Saturday, February 21, 2015

Ibn Khaldun Sang Jenius Bahasa, Hukum, Sosiologi, Sejarah dan Kebudayaan



Kehidupan dan Karya 

Ibn Khaldun lahir di Tunis pada 1 Ramadhan 732 H/ 27 Mei 1332 M, dalam keluarga Arab yang berasal dari Hadramaut dan telah menetap di Seville (abad 8 M) sejak awal bersama penaklukkan kota ini oleh umat Islam. Keluarga ini memainkan peranan politik yang cukup penting. Namun kemudian keluarga ini meninggalkan Sevilla ke Ceuta dengan segera setelah reconquista (penaklukkan) oleh pasukan Kristen. Dari sana mereka pergi ke Afrika Utara dan menetap di Tunis selama masa kekuasaan Hafs Abu Zakariyya (625-647 H/1228-1249 M), dari dinasti Bani Hafs. 

Dilihat dari garis keturunannya, Ibn Khaldun merupakan perpaduan dari pribadi ulama, sarjana dan negarawan.  Kata Franz Rosenthal, kecintaan pada ilmu dan kontemplasi nampak pada diri ayah Ibn Khaldun dan kakeknya; dan leluhur mereka terkenal dengan ambisi politik tingkat tinggi. Lalu hal ini menghasilkan paduan yang mengagumkan antara sarjana dan negarawan yang kita temukan pada diri Ibn Khaldun.  Keluarga Ibn Khaldun memang terkenal  sebagai keluarga yang berpengetahuan luas dan berpangkat serta menduduki jabatan-jabatan kenegaraan yang tinggi. Latar belakang ini menjadi semacam persiapan bagi pembentukan kepribadian Ibn Khaldun yang kelak menempuh perjalanan hidup sebagai seorang negarawan dan cendikiawan sekaligus.


Ibn Khaldun mendapatkan pendidikan tradisional yang menjadi ciri khas pada masanya. Pertama-tama ia belajar bersama ayahnya. Ibn Khaldun menghafalkan al-Qur’an, mempelajari tata bahasa, hukum, hadits, retorika, filologi, dan puisi. Ia pun menguasai dengan baik semua subjek ini dan menerima pujian atasnya.

Ibn Khaldun menjalani studi lengkap di universitas Tunisia (masjid Quba). Ia sangat puas dengan keberhasilan ilmiah yang dicapainya, sebagaimana ia menyebut sejumlah guru-gurunya, khususnya al-Abili yang disebutnya sebagai “guru besar ilmu pengetahuan berbasis akal”.

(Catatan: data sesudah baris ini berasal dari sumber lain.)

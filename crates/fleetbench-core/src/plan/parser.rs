//! Parser for plan YAML files.

use crate::error::{ConfigError, Result};
use crate::plan::Plan;
use std::path::Path;

/// Parser for benchmark plan files.
pub struct PlanParser;

impl PlanParser {
    /// Parse a plan from YAML content.
    ///
    /// Expected format:
    /// ```yaml
    /// name: fio-sweep
    /// inventory_file: hosts.yml
    /// steps:
    ///   - name: run fio
    ///     hosts: targets
    ///     tasks:
    ///       - name: randread
    ///         command: "fio --name=rr --rw=randread --iodepth={{ iodepth }}"
    /// ```
    ///
    /// # Errors
    ///
    /// Returns error if the YAML is invalid or the plan fails structural validation.
    pub fn parse(content: &str) -> Result<Plan> {
        let plan: Plan = serde_yaml::from_str(content)
            .map_err(|e| ConfigError::Parse {
                path: None,
                source: e,
            })?;
        plan.validate()?;
        Ok(plan)
    }

    /// Parse a plan from a file.
    ///
    /// # Errors
    ///
    /// Returns error if the file cannot be read or parsed.
    pub fn parse_file(path: impl AsRef<Path>) -> Result<Plan> {
        let path = path.as_ref();
        let content = std::fs::read_to_string(path)
            .map_err(|e| ConfigError::Load {
                path: path.to_path_buf(),
                source: e,
            })?;

        let plan: Plan = serde_yaml::from_str(&content)
            .map_err(|e| ConfigError::Parse {
                path: Some(path.to_path_buf()),
                source: e,
            })?;
        plan.validate()?;
        Ok(plan)
    }

    /// Serialize a plan back to YAML.
    ///
    /// # Errors
    ///
    /// Returns error if serialization fails.
    pub fn to_yaml(plan: &Plan) -> Result<String> {
        serde_yaml::to_string(plan).map_err(ConfigError::Serialize)
    }
}

#[cfg(test)]
mod tests {
    use super::*;
    use crate::inventory::GroupSelector;
    use crate::plan::{ConcurrencyMode, ExecMode, Phase};

    const PLAN: &str = r#"
name: iperf-fleet
server_group: servers
inventory:
  vars: { duration: 10 }
  hosts:
    s1: { address: 10.0.0.1, user: bench, tags: [server] }
    c1: { address: 10.0.0.2, tags: [client] }
  groups:
    servers: { hosts: [s1] }
    clients: { hosts: [c1], vars: { parallel: 10 } }
steps:
  - name: start server
    phase: server
    hosts: servers
    critical: true
    tasks:
      - { name: iperf server, command: "iperf -s", mode: fire-and-forget }
  - name: run clients
    hosts: clients
    concurrency: serial-one-at-a-time
    tasks:
      - name: iperf client
        command: "iperf --client {{ server_address }} -P {{ parallel }}"
        timeout_secs: 60
        when: "duration is defined"
artifacts:
  - { name: iperf, hosts: clients, path: "/tmp/iperf-{{ inventory_hostname }}.log" }
"#;

    #[test]
    fn test_parse_valid_plan() {
        let plan = PlanParser::parse(PLAN).unwrap();
        assert_eq!(plan.name, "iperf-fleet");
        assert_eq!(plan.server_group, Some(GroupSelector::Group("servers".to_string())));
        assert_eq!(plan.steps.len(), 2);

        let server = &plan.steps[0];
        assert_eq!(server.phase, Phase::Server);
        assert!(server.critical);
        assert_eq!(server.tasks[0].mode, ExecMode::FireAndForget);

        let clients = &plan.steps[1];
        assert_eq!(clients.phase, Phase::Client);
        assert_eq!(clients.concurrency, ConcurrencyMode::SerialOneAtATime);
        assert_eq!(clients.tasks[0].timeout_secs, Some(60));
        assert!(clients.tasks[0].when.is_some());

        assert!(plan.stop_detached_jobs);
        assert_eq!(plan.artifacts[0].name, "iperf");
    }

    #[test]
    fn test_parse_invalid_yaml() {
        let result = PlanParser::parse("name: [unterminated");
        assert!(matches!(result, Err(ConfigError::Parse { path: None, .. })));
    }

    #[test]
    fn test_parse_rejects_unknown_mode() {
        let content = r#"
name: p
inventory: { hosts: { h1: {} } }
steps:
  - name: s
    hosts: all
    tasks:
      - { name: t, command: "true", mode: eventually }
"#;
        assert!(matches!(PlanParser::parse(content), Err(ConfigError::Parse { .. })));
    }

    #[test]
    fn test_parse_rejects_bad_condition() {
        let content = r#"
name: p
inventory: { hosts: { h1: {} } }
steps:
  - name: s
    hosts: all
    tasks:
      - { name: t, command: "true", when: "just words" }
"#;
        assert!(PlanParser::parse(content).is_err());
    }

    #[test]
    fn test_parse_file_missing() {
        let result = PlanParser::parse_file("/nonexistent/plan.yml");
        assert!(matches!(result, Err(ConfigError::Load { .. })));
    }

    #[test]
    fn test_yaml_round_trip() {
        let plan = PlanParser::parse(PLAN).unwrap();
        let yaml = PlanParser::to_yaml(&plan).unwrap();
        let reparsed = PlanParser::parse(&yaml).unwrap();
        assert_eq!(plan, reparsed);
    }
}
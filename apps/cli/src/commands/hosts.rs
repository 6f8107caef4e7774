//! Hosts command: show what a selector resolves to.

use colored::Colorize;
use comfy_table::{Cell, Table};
use fleetbench_core::GroupSelector;
use std::path::Path;

pub fn execute(plan: &Path, group: Option<&str>, inventory: Option<&Path>) -> anyhow::Result<i32> {
    let (plan, inventory) = super::load_plan(plan, inventory)?;
    let selector = super::parse_selector(group)?.unwrap_or(GroupSelector::All);
    let hosts = inventory.resolve(&selector)?;

    println!("{}", "fleetbench hosts".bold().cyan());
    println!();
    println!("  {} Plan: {}", "•".dimmed(), plan.name.cyan());
    println!("  {} Selector: {}", "•".dimmed(), selector.to_string().cyan());
    println!();

    let mut table = Table::new();
    table.set_header(vec!["Host", "Address", "Connection", "Groups", "Tags"]);
    for host in &hosts {
        table.add_row(vec![
            Cell::new(&host.name),
            Cell::new(host.destination()),
            Cell::new(host.connection.to_string()),
            Cell::new(inventory.groups_of(&host.name).join(", ")),
            Cell::new(host.tags.join(", ")),
        ]);
    }
    println!("{table}");
    println!();
    println!("  {} host(s)", hosts.len());
    Ok(0)
}
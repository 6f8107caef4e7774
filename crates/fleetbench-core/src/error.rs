//! Error types for inventory and plan configuration.

use std::path::PathBuf;
use thiserror::Error;

/// Errors raised while loading or validating an inventory or plan.
///
/// Every variant is a configuration-level error: it is detected before any
/// remote call is made and aborts the whole run.
#[derive(Error, Debug)]
pub enum ConfigError {
    /// A selector or `children` entry names a group absent from the inventory.
    #[error("Unknown group: {0}")]
    UnknownGroup(String),

    /// A group lists a host that is not declared under `hosts`.
    #[error("Group '{group}' references unknown host '{host}'")]
    UnknownHost {
        /// Group containing the bad reference.
        group: String,
        /// Host name that could not be found.
        host: String,
    },

    /// Nested groups form a cycle.
    #[error("Group cycle detected: {0}")]
    GroupCycle(String),

    /// A host or group uses a name reserved by fleetbench.
    #[error("'{0}' is a reserved name")]
    ReservedName(String),

    /// A step marked `require_nonempty` resolved to zero hosts.
    #[error("Step '{step}' requires at least one host but '{selector}' resolved to none")]
    EmptySelection {
        /// Step name.
        step: String,
        /// Selector as written in the plan.
        selector: String,
    },

    /// Two artifact collections would write the same local file.
    #[error(
        "Artifact '{first}' on '{first_host}' and artifact '{second}' on '{second_host}' \
         would both be saved as '{local_name}'"
    )]
    DuplicateArtifact {
        local_name: String,
        first: String,
        first_host: String,
        second: String,
        second_host: String,
    },

    /// A host selector could not be parsed.
    #[error("Invalid host selector: {0}")]
    InvalidSelector(String),

    /// A `when` expression could not be parsed.
    #[error("Invalid condition '{expr}': {reason}")]
    InvalidCondition {
        /// Expression as written.
        expr: String,
        /// Why it was rejected.
        reason: String,
    },

    /// Failed to read a plan, inventory or config file.
    #[error("Failed to load {path}: {source}")]
    Load {
        path: PathBuf,
        #[source]
        source: std::io::Error,
    },

    /// Failed to parse YAML content.
    #[error("Failed to parse {}: {source}", display_path(.path.as_ref()))]
    Parse {
        path: Option<PathBuf>,
        #[source]
        source: serde_yaml::Error,
    },

    /// Failed to serialize a plan back to YAML.
    #[error("Failed to serialize plan: {0}")]
    Serialize(#[source] serde_yaml::Error),

    /// Any other invalid configuration.
    #[error("Invalid configuration: {0}")]
    Invalid(String),
}

fn display_path(path: Option<&PathBuf>) -> String {
    path.map_or_else(|| "<inline>".to_string(), |p| p.display().to_string())
}

/// Result type alias for configuration operations.
pub type Result<T> = std::result::Result<T, ConfigError>;

#[cfg(test)]
mod tests {
    use super::*;

    #[test]
    fn test_unknown_group_message() {
        let err = ConfigError::UnknownGroup("targets".to_string());
        assert_eq!(err.to_string(), "Unknown group: targets");
    }

    #[test]
    fn test_parse_error_without_path_says_inline() {
        let source = serde_yaml::from_str::<u32>("not a number").unwrap_err();
        let err = ConfigError::Parse { path: None, source };
        assert!(err.to_string().starts_with("Failed to parse <inline>"));
    }

    #[test]
    fn test_empty_selection_names_step() {
        let err = ConfigError::EmptySelection {
            step: "start server".to_string(),
            selector: "servers".to_string(),
        };
        assert!(err.to_string().contains("start server"));
        assert!(err.to_string().contains("servers"));
    }
}
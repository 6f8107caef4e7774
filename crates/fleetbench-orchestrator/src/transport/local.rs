//! Transport running scripts on the controller itself.

use super::{CommandOutput, Transport};
use crate::error::TransportError;
use async_trait::async_trait;
use fleetbench_core::Host;
use std::path::Path;
use std::process::Stdio;
use std::time::Duration;
use tokio::process::Command;
use tokio::time::timeout;
use tracing::debug;

/// Runs scripts with the local `sh`. Used for `connection: local` hosts.
#[derive(Debug, Clone)]
pub struct LocalTransport {
    shell: String,
}

impl LocalTransport {
    pub fn new() -> Self {
        Self {
            shell: "sh".to_string(),
        }
    }
}

impl Default for LocalTransport {
    fn default() -> Self {
        Self::new()
    }
}

#[async_trait]
impl Transport for LocalTransport {
    async fn exec(
        &self,
        host: &Host,
        script: &str,
        limit: Duration,
    ) -> Result<CommandOutput, TransportError> {
        let mut cmd = Command::new(&self.shell);
        cmd.arg("-c")
            .arg(script)
            .stdin(Stdio::null())
            .stdout(Stdio::piped())
            .stderr(Stdio::piped())
            .kill_on_drop(true);

        debug!(host = %host.name, "Running local script");

        match timeout(limit, cmd.output()).await {
            Ok(Ok(output)) => Ok(CommandOutput::from(output)),
            Ok(Err(e)) => Err(TransportError::Io {
                host: host.name.clone(),
                source: e,
            }),
            Err(_) => Err(TransportError::TimedOut {
                host: host.name.clone(),
                after: limit,
            }),
        }
    }

    async fn fetch(&self, host: &Host, remote: &str, local: &Path) -> Result<(), TransportError> {
        tokio::fs::copy(remote, local).await.map(|_| ()).map_err(|e| TransportError::Transfer {
            host: host.name.clone(),
            reason: format!("{}: {}", remote, e),
        })
    }
}

#[cfg(test)]
mod tests {
    use super::*;
    use std::time::Instant;

    #[tokio::test]
    async fn test_exec_captures_output() {
        let transport = LocalTransport::new();
        let out = transport
            .exec(&Host::local("ctl"), "echo out; echo err >&2; exit 4", Duration::from_secs(5))
            .await
            .unwrap();
        assert_eq!(out.exit_code, 4);
        assert_eq!(out.stdout, "out\n");
        assert_eq!(out.stderr, "err\n");
    }

    #[tokio::test]
    async fn test_exec_times_out() {
        let transport = LocalTransport::new();
        let start = Instant::now();
        let result = transport
            .exec(&Host::local("ctl"), "sleep 5", Duration::from_millis(200))
            .await;
        assert!(matches!(result, Err(TransportError::TimedOut { .. })));
        assert!(start.elapsed() < Duration::from_secs(3));
    }

    #[tokio::test]
    async fn test_fetch_copies_file() {
        let tmp = tempfile::tempdir().unwrap();
        let remote = tmp.path().join("remote.log");
        let local = tmp.path().join("local.log");
        std::fs::write(&remote, "result").unwrap();

        let transport = LocalTransport::new();
        transport.fetch(&Host::local("ctl"), remote.to_str().unwrap(), &local).await.unwrap();
        assert_eq!(std::fs::read_to_string(&local).unwrap(), "result");

        let missing = transport.fetch(&Host::local("ctl"), "/nonexistent/x", &local).await;
        assert!(matches!(missing, Err(TransportError::Transfer { .. })));
    }
}
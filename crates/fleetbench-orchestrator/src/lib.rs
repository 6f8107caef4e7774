//! fleetbench orchestrator - runs benchmark plans across a fleet.
//!
//! The layers, bottom up:
//! - [`transport`]: run a shell script on one host (ssh or local)
//! - [`executor`]: sync, polled and detached command execution
//! - [`runner`]: one host's ordered task list
//! - [`fanout`]: one step across many hosts, parallel or serial
//! - [`collector`]: artifact download with deterministic names
//! - [`driver`]: the whole plan, phase by phase

pub mod collector;
pub mod driver;
pub mod error;
pub mod executor;
pub mod fanout;
pub mod lifecycle;
pub mod result;
pub mod retry;
pub mod runner;
pub mod transport;

pub use collector::{ArtifactName, Collector};
pub use driver::{
    Driver, DriverOptions, HostSummary, PlannedArtifact, PlannedCommand, PlannedHost, PlannedStep,
    Preflight, RunOutcome, RunReport,
};
pub use error::{CollectError, OrchestrationError, Result, TransportError};
pub use executor::{ExecRequest, Executor, ExecutorSettings, JobHandle, PollState};
pub use fanout::Coordinator;
pub use lifecycle::{DriverLifecycle, DriverState, RunPhase, Transition};
pub use result::{
    ArtifactRecord, ArtifactStatus, PollObservation, PollRecord, RunResult, StepReport, StepStatus,
    TaskStatus,
};
pub use retry::RetryPolicy;
pub use runner::{TaskDefaults, TaskRunner};
pub use transport::{CommandOutput, LocalTransport, SshTransport, Transport, TransportRouter};
//! Validate command: parse and preflight a plan without contacting any host.

use colored::Colorize;
use fleetbench_core::FleetConfig;
use fleetbench_orchestrator::{Driver, DriverOptions, TransportRouter};
use std::collections::HashSet;
use std::path::Path;
use std::sync::Arc;

pub fn execute(plan: &Path, inventory: Option<&Path>, config: &FleetConfig) -> anyhow::Result<i32> {
    let (plan, inventory) = super::load_plan(plan, inventory)?;
    let name = plan.name.clone();
    let transport = Arc::new(TransportRouter::new(&config.ssh));
    let driver = Driver::new(plan, inventory, config, transport, DriverOptions::default())?;
    let preflight = driver.preflight()?;

    let hosts: HashSet<&str> = preflight
        .steps
        .iter()
        .flat_map(|s| s.hosts.iter().map(|h| h.host.as_str()))
        .collect();

    println!("{}", "fleetbench validate".bold().cyan());
    println!();
    println!("  {} Plan '{}' is valid", "✓".green(), name.cyan());
    println!("  {} Steps: {}", "•".dimmed(), preflight.steps.len());
    println!("  {} Hosts: {}", "•".dimmed(), hosts.len());
    println!("  {} Artifacts: {}", "•".dimmed(), preflight.artifacts.len());
    if let Some(server) = &preflight.server {
        println!("  {} Server: {}", "•".dimmed(), server);
    }
    for host in &preflight.uncontacted_hosts {
        println!("  {} Host '{}' is not used by any step", "!".yellow(), host);
    }
    Ok(0)
}
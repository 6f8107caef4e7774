//! fleetbench core - inventory, plan and configuration model.
//!
//! This crate holds everything fleetbench knows before it touches a host:
//! - Inventory of hosts and nested groups with layered variables
//! - Benchmark plans parsed from YAML
//! - `{{ var }}` templates and `when` conditions
//! - The TOML configuration file
//!
//! # Example
//!
//! ```rust,no_run
//! use fleetbench_core::{GroupSelector, PlanParser};
//! use std::path::Path;
//!
//! let plan = PlanParser::parse_file("plan.yml")?;
//! let inventory = plan.load_inventory(Path::new("."))?;
//! for host in inventory.resolve(&GroupSelector::All)? {
//!     println!("{} -> {}", host.name, host.address);
//! }
//! # Ok::<(), fleetbench_core::ConfigError>(())
//! ```

pub mod config;
pub mod error;
pub mod inventory;
pub mod plan;
pub mod template;
pub mod vars;

pub use config::{
    ConfigLayer, ExecutionConfig, ExecutionLayer, FleetConfig, FleetConfigError, SshConfig,
    SshLayer,
};
pub use error::{ConfigError, Result};
pub use inventory::{
    ALL_GROUP, Connection, GroupDef, GroupSelector, Host, HostDef, Inventory, InventoryDef,
};
pub use plan::{
    ArtifactSpec, ConcurrencyMode, Condition, ExecMode, Phase, Plan, PlanParser, PlanStep,
    PollBudget, Task, Test,
};
pub use template::{Placeholder, Template, TemplateError};
pub use vars::{VarScope, Vars, render_value};
//! Chromium backend built on chromiumoxide

use crate::browser::idle::{
    wait_for_network_quiet, InflightRequests, RequestEvent, MAX_INFLIGHT, QUIET_WINDOW,
};
use crate::browser::{BrowserEngine, BrowserError, BrowserResult, EngineLauncher, PageHandle};
use crate::config::BrowserConfig as BrowserSettings;
use async_trait::async_trait;
use chromiumoxide::browser::{Browser, BrowserConfig};
use chromiumoxide::cdp::browser_protocol::network::{
    EventLoadingFailed, EventLoadingFinished, EventRequestWillBeSent, SetUserAgentOverrideParams,
};
use chromiumoxide::cdp::js_protocol::runtime::EvaluateParams;
use chromiumoxide::page::ScreenshotParams;
use chromiumoxide::Page;
use futures::stream::{self, BoxStream};
use futures::StreamExt;
use std::path::Path;
use std::sync::Arc;
use tokio::sync::Mutex;
use tokio::task::JoinHandle;

const DEFAULT_ARGS: [&str; 5] = [
    "--disable-setuid-sandbox",
    "--disable-dev-shm-usage",
    "--disable-accelerated-2d-canvas",
    "--disable-gpu",
    "--no-first-run",
];

/// Launches a local Chrome/Chromium process
pub struct ChromiumLauncher {
    settings: BrowserSettings,
}

impl ChromiumLauncher {
    pub fn new(settings: BrowserSettings) -> Self {
        Self { settings }
    }

    fn browser_config(&self) -> BrowserResult<BrowserConfig> {
        let mut builder = BrowserConfig::builder()
            .no_sandbox()
            .args(DEFAULT_ARGS)
            .args(self.settings.extra_args.iter().map(String::as_str));

        if !self.settings.headless {
            builder = builder.with_head();
        }

        if let Some(executable) = &self.settings.executable {
            builder = builder.chrome_executable(executable);
        }

        builder.build().map_err(BrowserError::Launch)
    }
}

#[async_trait]
impl EngineLauncher for ChromiumLauncher {
    async fn launch(&self) -> BrowserResult<Arc<dyn BrowserEngine>> {
        let config = self.browser_config()?;

        let (browser, mut handler) = Browser::launch(config)
            .await
            .map_err(|e| BrowserError::Launch(e.to_string()))?;

        let handler_task = tokio::spawn(async move {
            while let Some(event) = handler.next().await {
                if let Err(e) = event {
                    tracing::error!("Browser event error: {}", e);
                }
            }
            tracing::debug!("Browser event handler finished");
        });

        tracing::info!(headless = self.settings.headless, "Browser launched");

        Ok(Arc::new(ChromiumEngine {
            browser: Mutex::new(Some(browser)),
            handler_task,
        }))
    }
}

/// A running Chromium process
pub struct ChromiumEngine {
    browser: Mutex<Option<Browser>>,
    handler_task: JoinHandle<()>,
}

#[async_trait]
impl BrowserEngine for ChromiumEngine {
    async fn new_page(&self) -> BrowserResult<Box<dyn PageHandle>> {
        let guard = self.browser.lock().await;
        let browser = guard.as_ref().ok_or(BrowserError::Closed)?;

        let page = browser
            .new_page("about:blank")
            .await
            .map_err(|e| BrowserError::Protocol(e.to_string()))?;

        Ok(Box::new(ChromiumPage { page }))
    }

    async fn shutdown(&self) -> BrowserResult<()> {
        let Some(mut browser) = self.browser.lock().await.take() else {
            return Ok(());
        };

        let closed = browser
            .close()
            .await
            .map_err(|e| BrowserError::Protocol(e.to_string()));

        if let Err(e) = browser.wait().await {
            tracing::warn!("Failed to reap browser process: {}", e);
        }
        self.handler_task.abort();

        closed.map(|_| ())
    }
}

/// A Chromium tab
pub struct ChromiumPage {
    page: Page,
}

impl ChromiumPage {
    /// Started, finished and failed network requests of this tab, merged
    async fn request_events(&self) -> BrowserResult<BoxStream<'static, RequestEvent>> {
        let listen_error = |e: chromiumoxide::error::CdpError| BrowserError::Protocol(e.to_string());

        let started = self
            .page
            .event_listener::<EventRequestWillBeSent>()
            .await
            .map_err(listen_error)?
            .map(|e| RequestEvent::Started(e.request_id.inner().clone()));
        let finished = self
            .page
            .event_listener::<EventLoadingFinished>()
            .await
            .map_err(listen_error)?
            .map(|e| RequestEvent::Finished(e.request_id.inner().clone()));
        let failed = self
            .page
            .event_listener::<EventLoadingFailed>()
            .await
            .map_err(listen_error)?
            .map(|e| RequestEvent::Finished(e.request_id.inner().clone()));

        Ok(stream::select_all([started.boxed(), finished.boxed(), failed.boxed()]).boxed())
    }
}

#[async_trait]
impl PageHandle for ChromiumPage {
    async fn set_user_agent(&self, user_agent: &str) -> BrowserResult<()> {
        self.page
            .set_user_agent(SetUserAgentOverrideParams::new(user_agent))
            .await
            .map(|_| ())
            .map_err(|e| BrowserError::Protocol(e.to_string()))
    }

    async fn goto(&self, url: &str) -> BrowserResult<()> {
        // subscribe first so requests issued during the load are counted
        let events = self.request_events().await?;

        self.page
            .goto(url)
            .await
            .map_err(|e| BrowserError::Navigation(e.to_string()))?;

        self.page
            .wait_for_navigation()
            .await
            .map_err(|e| BrowserError::Navigation(e.to_string()))?;

        wait_for_network_quiet(InflightRequests::default(), events, MAX_INFLIGHT, QUIET_WINDOW).await;
        Ok(())
    }

    async fn title(&self) -> BrowserResult<String> {
        let title = self
            .page
            .get_title()
            .await
            .map_err(|e| BrowserError::Protocol(e.to_string()))?;
        Ok(title.unwrap_or_default())
    }

    async fn url(&self) -> BrowserResult<String> {
        let url = self
            .page
            .url()
            .await
            .map_err(|e| BrowserError::Protocol(e.to_string()))?;
        Ok(url.unwrap_or_default())
    }

    async fn content(&self) -> BrowserResult<String> {
        self.page
            .content()
            .await
            .map_err(|e| BrowserError::Protocol(e.to_string()))
    }

    async fn evaluate(&self, script: &str) -> BrowserResult<serde_json::Value> {
        let params = EvaluateParams::builder()
            .expression(script)
            .return_by_value(true)
            .await_promise(true)
            .build()
            .map_err(BrowserError::Evaluation)?;

        let result = self
            .page
            .evaluate_expression(params)
            .await
            .map_err(|e| BrowserError::Evaluation(e.to_string()))?;

        Ok(result.value().cloned().unwrap_or(serde_json::Value::Null))
    }

    async fn screenshot(&self, path: &Path) -> BrowserResult<()> {
        self.page
            .save_screenshot(ScreenshotParams::builder().full_page(false).build(), path)
            .await
            .map(|_| ())
            .map_err(|e| BrowserError::Protocol(e.to_string()))
    }

    async fn close(self: Box<Self>) -> BrowserResult<()> {
        self.page
            .close()
            .await
            .map_err(|e| BrowserError::Protocol(e.to_string()))
    }
}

Selama masa pendidikan formal itu Ibn Khaldun mempelajari bahasa kepada para ahli seperti Abu ‘Abd Allah Muhammad ibn al-Arabi al-Hasayiri, Abu al-Abbas Ahmad ibn al-Qusar dan Abu ‘Abd Allah Muhammad ibn Bahr. Ibn Khaldun mempelajari hadits kepada  Syams al-Din Abu ‘Abd Allah al-Wadiyasyi. Dalam bidang fikih Ibn Khaldun belajar kepada Abu ‘Abd Allah Muhammad al-Jiyani dan Abu al-Qasim Muhammad  al-Qasir. Ia juga belajar ilmu rasional seperti filsafat da kalam, logika, ilmu alam, matematika dan astronomi kepada Abu ‘Abd Allah Muhammad ibn Ibrahim al-Abili. Dari pendidikannya itu nampak bahwa pengetahuan Ibn Khaldun bercorak ensiklopedik.

Namun pendidikan formal Ibn Khaldun hanya sampai usia 17 tahun. Seusai usia 17 tahun dia memasuki periode belajar sendiri  meneruskan apa yang telah didapatnya pada masa pendidikan formal, di samping ia memegang jabatan qadi, diplomat, guru pada berbagai kesempatan. Namun selama masa-masa petualangan politiknya, Ibn Khaldun tidak pernah jauh dari komunitas  cendikiawan baik di Tunis, Granada, apalagi Mesir.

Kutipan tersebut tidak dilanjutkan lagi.